• _Task item_: Every line between the top of the data below and the line with "its API id.", both ends included, must be retyped exactly.

[Collected data entries]
//! CLI commands.

use betsapi_sdk::{BetsApiClient, ClientError, HttpTransport, RequestOptions, Sport};
use chrono::{Days, Local, NaiveDate};
use clap::Subcommand;
use serde_json::{json, Value};
use tracing::info;

/// Commands supported by the CLI.
#[derive(Debug, Clone, Subcommand)]
pub enum Command {
    /// List every sport and its API id.
    Sports,

    /// List the leagues of a sport.
    Leagues {
        /// Sport name (e.g. "soccer", "ice-hockey") or numeric id.
        sport: Sport,

        /// Country code filter (e.g. "gb").
        #[arg(long)]
        country: Option<String>,
    },

    /// List the upcoming events of a league.
    Events {
        /// Sport name or numeric id.
        sport: Sport,

        /// League id.
        league_id: u64,
    },

    /// List the ended events of a league.
    EndedEvents {
        /// Sport name or numeric id.
        sport: Sport,

        /// League id.
        league_id: u64,

        /// Day filter: "today", "yesterday", YYYY-MM-DD or YYYYMMDD.
        #[arg(long)]
        date: Option<String>,
    },

    /// Show the match-winner odds of an event.
    Odds {
        /// Event id.
        event_id: u64,
    },
}

impl Command {
    /// Returns true if the command needs an API client.
    #[must_use]
    pub fn needs_client(&self) -> bool {
        !matches!(self, Self::Sports)
    }
}

/// Returns the sport table as JSON.
#[must_use]
pub fn sports_table() -> Value {
    Value::Array(
        Sport::ALL
            .iter()
            .map(|sport| json!({ "name": sport.name(), "id": sport.id() }))
            .collect(),
    )
}

/// Resolves a CLI day filter into the API's day format.
///
/// Relative names and ISO dates are converted; anything else is passed
/// through unchanged.
#[must_use]
pub fn resolve_date(raw: &str, today: NaiveDate) -> String {
    let options = RequestOptions::new();
    let options = match raw.trim().to_ascii_lowercase().as_str() {
        "today" => options.for_day(today),
        "yesterday" => match today.checked_sub_days(Days::new(1)) {
            Some(day) => options.for_day(day),
            None => options.for_date(raw),
        },
        _ => match NaiveDate::parse_from_str(raw.trim(), "%Y-%m-%d") {
            Ok(day) => options.for_day(day),
            Err(_) => options.for_date(raw.trim()),
        },
    };
    options.date.unwrap_or_default()
}

/// Runs a command against the client and returns its JSON output.
///
/// # Errors
///
/// Returns an error if the underlying API call fails.
pub async fn run<T: HttpTransport>(
    client: &BetsApiClient<T>,
    command: &Command,
) -> Result<Value, ClientError> {
    let output = match command {
        Command::Sports => sports_table(),
        Command::Leagues { sport, country } => {
            let mut options = RequestOptions::new();
            if let Some(country) = country {
                options = options.for_country(country.as_str());
            }
            let leagues = client.leagues_for(*sport, &options).await?;
            info!(sport = %sport, count = leagues.len(), "fetched leagues");
            Value::Array(leagues)
        }
        Command::Events { sport, league_id } => {
            let events = client.events(sport.id(), *league_id).await?;
            info!(sport = %sport, league_id, count = events.len(), "fetched events");
            Value::Array(events)
        }
        Command::EndedEvents {
            sport,
            league_id,
            date,
        } => {
            let mut options = RequestOptions::new();
            if let Some(date) = date {
                options = options.for_date(resolve_date(date, Local::now().date_naive()));
            }
            let events = client.ended_events(sport.id(), *league_id, &options).await?;
            info!(sport = %sport, league_id, count = events.len(), "fetched ended events");
            Value::Array(events)
        }
        Command::Odds { event_id } => {
            let odds = client.odds(*event_id).await?;
            serde_json::to_value(odds)?
        }
    };

    Ok(output)
}

#[cfg(test)]
mod tests {
    use std::sync::Mutex;

    use async_trait::async_trait;
    use betsapi_sdk::{ClientConfig, TransportError, TransportResponse};

    use super::*;

    /// Transport that answers every request with the same body and records
    /// the requested URLs.
    #[derive(Debug)]
    struct FixedTransport {
        body: String,
        urls: Mutex<Vec<String>>,
    }

    impl FixedTransport {
        fn new(body: Value) -> Self {
            Self {
                body: body.to_string(),
                urls: Mutex::new(Vec::new()),
            }
        }
    }

    #[async_trait]
    impl HttpTransport for FixedTransport {
        async fn get(&self, url: &str) -> Result<TransportResponse, TransportError> {
            self.urls.lock().unwrap().push(url.to_string());
            Ok(TransportResponse::ok(self.body.clone()))
        }
    }

    fn client(body: Value) -> BetsApiClient<FixedTransport> {
        let config = ClientConfig::new("TOK")
            .with_endpoint_base("https://api.b365api.com/v1/")
            .with_retries(0);
        BetsApiClient::with_transport(config, FixedTransport::new(body)).unwrap()
    }

    fn day(y: i32, m: u32, d: u32) -> NaiveDate {
        NaiveDate::from_ymd_opt(y, m, d).unwrap()
    }

    #[test]
    fn test_sports_table() {
        let table = sports_table();
        let rows = table.as_array().unwrap();
        assert_eq!(rows.len(), 24);
        assert_eq!(rows[0], json!({ "name": "soccer", "id": 1 }));
    }

    #[test]
    fn test_resolve_date() {
        let today = day(2024, 3, 1);
        assert_eq!(resolve_date("today", today), "20240301");
        assert_eq!(resolve_date("Yesterday", today), "20240229");
        assert_eq!(resolve_date("2023-12-25", today), "20231225");
        assert_eq!(resolve_date("20231225", today), "20231225");
    }

    #[test]
    fn test_needs_client() {
        assert!(!Command::Sports.needs_client());
        assert!(Command::Odds { event_id: 1 }.needs_client());
    }

    #[tokio::test]
    async fn test_run_leagues() {
        let client = client(json!({
            "pager": { "page": 1, "per_page": 50, "total": 1 },
            "results": [{ "id": "94", "name": "England Premier League" }]
        }));

        let output = run(
            &client,
            &Command::Leagues {
                sport: Sport::Soccer,
                country: Some("gb".to_string()),
            },
        )
        .await
        .unwrap();

        assert_eq!(output[0]["name"], "England Premier League");
    }

    #[test]
    fn test_run_ended_events_with_date() {
        let client = client(json!({
            "pager": { "page": 1, "per_page": 50, "total": 0 },
            "results": []
        }));

        let output = tokio_test::block_on(run(
            &client,
            &Command::EndedEvents {
                sport: Sport::Tennis,
                league_id: 7,
                date: Some("2024-01-02".to_string()),
            },
        ))
        .unwrap();

        assert_eq!(output, json!([]));
    }

    #[tokio::test]
    async fn test_run_odds() {
        let client = client(json!({
            "results": {
                "bet365": { "end": { "1_1": { "home_od": "1.50", "draw_od": "3.20", "away_od": "4.10" } } }
            }
        }));

        let output = run(&client, &Command::Odds { event_id: 9 }).await.unwrap();

        assert_eq!(
            output,
            json!({ "bookmaker": "bet365", "result": { "home": 1.5, "draw": 3.2, "away": 4.1 } })
        );
    }
}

• _Answer for the task_:
//! CLI commands.

use betsapi_sdk::{BetsApiClient, ClientError, HttpTransport, RequestOptions, Sport};
use chrono::{Days, Local, NaiveDate};
use clap::Subcommand;
use serde_json::{json, Value};
use tracing::info;

/// Commands supported by the CLI.
#[derive(Debug, Clone, Subcommand)]
pub enum Command {
    /// List every sport and its API id.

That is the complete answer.